Virtual visits, used in the right situations, could ease some of the problems straining the pediatric system, Rauch said. Extending the reach of providers would prevent transferring a child outside of their community when there isn’t the provider with the right expertise locally.
- Increased access to children’s mental health services
With the ongoing mental health crisis, there’s more work to be done upstream, said Amy Wimpey Knight, the president of CHA.
“How do we work with our school partners in the community to make sure that we’re not creating this crisis and that we’re heading it off up there?” she said.
There’s also a greater need for services within children’s hospitals, which are seeing an increase in children being admitted with behavioral health needs.
“If you take a look at the reasons why kids are hospitalized, meaning infections, diabetes, seizures and mental health concerns, over the last decade or so, only one of those categories has been increasing – and that is mental health,” Davis said. “At the same time, we haven’t seen an increase in the number of mental health hospital resources dedicated to children and adolescents in a way that meets the increasing need.”
Most experts CNN spoke to agreed: Seek care for your child early.
“Whoever is in your community is doing everything possible to get the care that your child needs,” Hsu said. “Reach out to us. We will figure out a way around the constraints around the system. Our number one concern is taking care of your kids, and we will do everything possible.”
Nguyen from GBMC and Schimmelpfennig from St. Luke’s agreed with contacting your primary care doctor and trying to keep your child out of the emergency room.
“Anything they can do to stay out of the hospital or the emergency room is both financially better for them and better for their family,” Schimmelpfennig said.
Knowing which emergency room or urgent care center is staffed by pediatricians is also imperative, Rauch said. Most children visit a non-pediatric ER due to availability.
“A parent with a child should know where they’re going to take their kid in an emergency. That’s not something you decide when your child has the emergency,” he said.

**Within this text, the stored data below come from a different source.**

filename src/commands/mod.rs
pub mod check;
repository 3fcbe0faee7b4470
//! Raw decoded rows: column name -> untouched string value.

use serde::{Deserialize, Serialize};
use std::collections::BTreeMap;

/// Synthetic column holding a whole line of unstructured text.
pub const RAW_TEXT_COLUMN: &str = "raw_text";

/// One decoded input record.
///
/// Keys are unique within a row and carry no ordering meaning; the map is
/// sorted only so serialized audit copies are stable.
#[derive(Debug, Clone, Default, PartialEq, Eq, Serialize, Deserialize)]
#[serde(transparent)]
pub struct RawRow(BTreeMap<String, String>);

impl RawRow {
    /// A row holding exactly one column.
    pub fn single(column: impl Into<String>, value: impl Into<String>) -> Self {
        let mut map = BTreeMap::new();
        map.insert(column.into(), value.into());
        Self(map)
    }

    /// Raw value for `column`, exactly as decoded.
    pub fn get(&self, column: &str) -> Option<&str> {
        self.0.get(column).map(String::as_str)
    }

    /// Raw value for `column`, treating blank strings as absent.
    pub fn value(&self, column: &str) -> Option<&str> {
        self.get(column).filter(|v| !v.trim().is_empty())
    }

    pub fn columns(&self) -> impl Iterator<Item = &str> {
        self.0.keys().map(String::as_str)
    }

    pub fn len(&self) -> usize {
        self.0.len()
    }

    pub fn is_empty(&self) -> bool {
        self.0.is_empty()
    }

    /// True when every value is empty after trimming.
    pub fn is_blank(&self) -> bool {
        self.0.values().all(|v| v.trim().is_empty())
    }
}

impl<K, V> FromIterator<(K, V)> for RawRow
where
    K: Into<String>,
    V: Into<String>,
{
    fn from_iter<I: IntoIterator<Item = (K, V)>>(iter: I) -> Self {
        Self(iter.into_iter().map(|(k, v)| (k.into(), v.into())).collect())
    }
}
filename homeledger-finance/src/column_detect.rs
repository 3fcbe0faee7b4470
//! Header-keyword detection of column roles.
//!
//! Substring matching on lowercased headers; within a role the first matching
//! header (in file order) wins.

use homeledger_core::{ColumnMapping, FieldRole, MappingError, RAW_TEXT_COLUMN};

/// Partially resolved mapping, open to per-role overrides.
#[derive(Debug, Clone, Default, PartialEq, Eq)]
pub struct MappingSuggestion {
    pub date: Option<String>,
    pub amount: Option<String>,
    pub description: Option<String>,
    pub category: Option<String>,
    pub credit: Option<String>,
    /// Set when the table is a single free-text column.
    pub source: Option<String>,
}

/// Guess column roles from header names.
pub fn detect_mapping<S: AsRef<str>>(columns: &[S]) -> MappingSuggestion {
    let mut s = MappingSuggestion::default();

    if let [only] = columns {
        s.source = Some(only.as_ref().to_string());
        return s;
    }
    if columns.iter().any(|c| c.as_ref() == RAW_TEXT_COLUMN) {
        s.source = Some(RAW_TEXT_COLUMN.to_string());
        return s;
    }

    for column in columns {
        let column = column.as_ref();
        let h = column.to_lowercase();

        if s.date.is_none() && (h.contains("date") || h.contains("day")) {
            s.date = Some(column.to_string());
        }
        if s.amount.is_none() && (h.contains("amount") || h.contains("debit") || h.contains("cost")) {
            s.amount = Some(column.to_string());
        }
        if s.description.is_none()
            && (h.contains("desc") || h.contains("memo") || h.contains("merchant"))
        {
            s.description = Some(column.to_string());
        }
        if s.category.is_none() && (h.contains("category") || h.contains("type")) {
            s.category = Some(column.to_string());
        }
        if s.credit.is_none() && h.contains("credit") {
            s.credit = Some(column.to_string());
        }
    }

    // A credit column only makes sense next to a distinct debit column.
    let has_debit = s
        .amount
        .as_deref()
        .is_some_and(|a| a.to_lowercase().contains("debit"));
    if !has_debit || s.credit == s.amount {
        s.credit = None;
    }

    s
}

impl MappingSuggestion {
    /// Assign `column` to `role`, replacing any guess.
    ///
    /// Assigning a structured role clears a free-text source guess and vice versa.
    pub fn set(&mut self, role: FieldRole, column: impl Into<String>) {
        let column = Some(column.into());
        match role {
            FieldRole::Source => {
                *self = MappingSuggestion {
                    source: column,
                    ..Default::default()
                };
                return;
            }
            FieldRole::Date => self.date = column,
            FieldRole::Amount => self.amount = column,
            FieldRole::Description => self.description = column,
            FieldRole::Category => self.category = column,
            FieldRole::Credit => self.credit = column,
        }
        self.source = None;
    }

    /// Resolve into a mapping; date, amount and description must all be assigned.
    pub fn into_mapping(self) -> Result<ColumnMapping, MappingError> {
        if let Some(source) = self.source {
            return Ok(ColumnMapping::unstructured(source));
        }
        let date = self.date.ok_or(MappingError::Unassigned(FieldRole::Date))?;
        let amount = self.amount.ok_or(MappingError::Unassigned(FieldRole::Amount))?;
        let description = self
            .description
            .ok_or(MappingError::Unassigned(FieldRole::Description))?;

        let mut mapping = ColumnMapping::from_fields(date, amount, description, self.category);
        if let Some(credit) = self.credit {
            mapping = mapping.with_credit(credit);
        }
        Ok(mapping)
    }
}

#[cfg(test)]
mod tests {
    use super::*;
    use homeledger_core::StructuredMapping;

    #[test]
    fn test_chase_style_headers() {
        let cols = ["Transaction Date", "Post Date", "Description", "Category", "Type", "Amount", "Memo"];
        let s = detect_mapping(&cols[..]);
        assert_eq!(s.date.as_deref(), Some("Transaction Date"));
        assert_eq!(s.amount.as_deref(), Some("Amount"));
        assert_eq!(s.description.as_deref(), Some("Description"));
        assert_eq!(s.category.as_deref(), Some("Category"));
        assert_eq!(s.credit, None);
    }

    #[test]
    fn test_split_debit_credit_headers() {
        let cols = ["Posting Date", "Merchant", "Debit", "Credit", "Balance"];
        let mapping = detect_mapping(&cols[..]).into_mapping().unwrap();
        assert_eq!(
            mapping,
            ColumnMapping::Structured(StructuredMapping {
                date: "Posting Date".into(),
                amount: "Debit".into(),
                description: "Merchant".into(),
                category: None,
                credit: Some("Credit".into()),
            })
        );
    }

    #[test]
    fn test_raw_text_table_is_unstructured() {
        let s = detect_mapping(&[RAW_TEXT_COLUMN][..]);
        assert_eq!(s.into_mapping().unwrap(), ColumnMapping::unstructured(RAW_TEXT_COLUMN));
    }

    #[test]
    fn test_missing_role_is_reported() {
        let cols = ["Date", "Amount", "Notes"];
        let err = detect_mapping(&cols[..]).into_mapping().unwrap_err();
        assert_eq!(err, MappingError::Unassigned(FieldRole::Description));
    }

    #[test]
    fn test_override_fills_missing_role() {
        let cols = ["Date", "Amount", "Notes"];
        let mut s = detect_mapping(&cols[..]);
        s.set(FieldRole::Description, "Notes");
        assert_eq!(s.into_mapping().unwrap(), ColumnMapping::structured("Date", "Amount", "Notes"));
    }

    #[test]
    fn test_source_override_wins() {
        let cols = ["Date", "Amount", "Memo"];
        let mut s = detect_mapping(&cols[..]);
        s.set(FieldRole::Source, "Memo");
        assert_eq!(s.into_mapping().unwrap(), ColumnMapping::unstructured("Memo"));
    }
}
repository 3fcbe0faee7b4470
//! Field extraction from free-text statement lines.
//!
//! Expected lines after text extraction:
//!   10/24/2023 NETFLIX.COM 15.99
//!   2023-10-25 SHELL OIL 5744 40.00-
//!   Jan 15 TRANSFER TO SAVINGS -$200.00
//!
//! The date is found first and cut out, then an amount anchored to the end of
//! what remains; the leftover text is the description.

use chrono::NaiveDate;
use homeledger_core::{Clock, ImportedTransaction, NO_DESCRIPTION, RawRow};
use regex::{Captures, Regex};
use std::sync::OnceLock;
use tracing::{debug, trace};

use crate::amount::parse_line_amount;
use crate::date::{correct_implausible_year, date_in_year, month_from_name, parse_date_permissive};

fn date_re() -> &'static Regex {
    static RE: OnceLock<Regex> = OnceLock::new();
    RE.get_or_init(|| {
        Regex::new(concat!(
            r"\b\d{1,2}/\d{1,2}/\d{2,4}\b",
            r"|\b\d{4}-\d{1,2}-\d{1,2}\b",
            r"|\b(?P<month>(?i:jan(?:uary)?|feb(?:ruary)?|mar(?:ch)?|apr(?:il)?|may|june?|july?",
            r"|aug(?:ust)?|sep(?:t|tember)?|oct(?:ober)?|nov(?:ember)?|dec(?:ember)?))\.?",
            r"\s+(?P<day>\d{1,2})(?:,\s*(?P<year>\d{4}))?\b",
        ))
        .expect("date regex")
    })
}

fn amount_re() -> &'static Regex {
    static RE: OnceLock<Regex> = OnceLock::new();
    RE.get_or_init(|| Regex::new(r"-?\$?-?\d[\d,]*\.\d{2}-?\s*$").expect("amount regex"))
}

/// Normalize one free-text row read from `source_column`.
pub fn normalize_line(row: RawRow, source_column: &str, clock: &dyn Clock) -> ImportedTransaction {
    let line = row.value(source_column).unwrap_or_default().to_string();

    let (date, rest) = extract_date(&line, clock);
    let (amount, rest) = extract_amount(&rest);

    let leftover = rest.trim();
    let description = if !leftover.is_empty() {
        leftover.to_string()
    } else if !line.is_empty() {
        line.clone()
    } else {
        NO_DESCRIPTION.to_string()
    };

    trace!(%line, %date, amount, %description, "extracted line");
    ImportedTransaction::new(date, amount, description, None, row)
}

/// Find the leftmost date, returning it and the line with that date removed.
fn extract_date(line: &str, clock: &dyn Clock) -> (NaiveDate, String) {
    let Some(caps) = date_re().captures(line) else {
        debug!(%line, "no date found, using today");
        return (clock.today(), line.to_string());
    };
    let Some(matched) = caps.get(0) else {
        return (clock.today(), line.to_string());
    };

    let date = match parse_matched_date(&caps, clock) {
        Some(d) => correct_implausible_year(d, clock),
        None => {
            debug!(matched = matched.as_str(), "date-like text is not a valid date, using today");
            clock.today()
        }
    };

    let rest = format!("{}{}", &line[..matched.start()], &line[matched.end()..]);
    (date, rest)
}

fn parse_matched_date(caps: &Captures<'_>, clock: &dyn Clock) -> Option<NaiveDate> {
    let Some(month) = caps.name("month") else {
        return parse_date_permissive(caps.get(0)?.as_str());
    };
    let month = month_from_name(month.as_str())?;
    let day: u32 = caps.name("day")?.as_str().parse().ok()?;
    let year = match caps.name("year") {
        Some(y) => y.as_str().parse().ok()?,
        None => return date_in_year(clock.current_year(), month, day),
    };
    NaiveDate::from_ymd_opt(year, month, day)
}

/// Find an amount at the end of the line, returning it and the line without it.
fn extract_amount(rest: &str) -> (f64, String) {
    match amount_re().find(rest) {
        Some(m) => (
            parse_line_amount(m.as_str()),
            format!("{}{}", &rest[..m.start()], &rest[m.end()..]),
        ),
        None => (0.0, rest.to_string()),
    }
}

After Effie’s first ambulance ride and hospitalization last month, the Schnacky family received an asthma action plan from the pulmonologist in the ER.
It breaks down the symptoms into green, yellow and red zones with ways Effie can describe how she’s feeling and the next steps for adults. The family added more supplies to their toolkit, like a daily steroid inhaler and a rescue inhaler.
“We have everything an ER can give her, besides for an oxygen tank, at home,” Schnacky said. “The hope is that we are preventing even needing medical care.”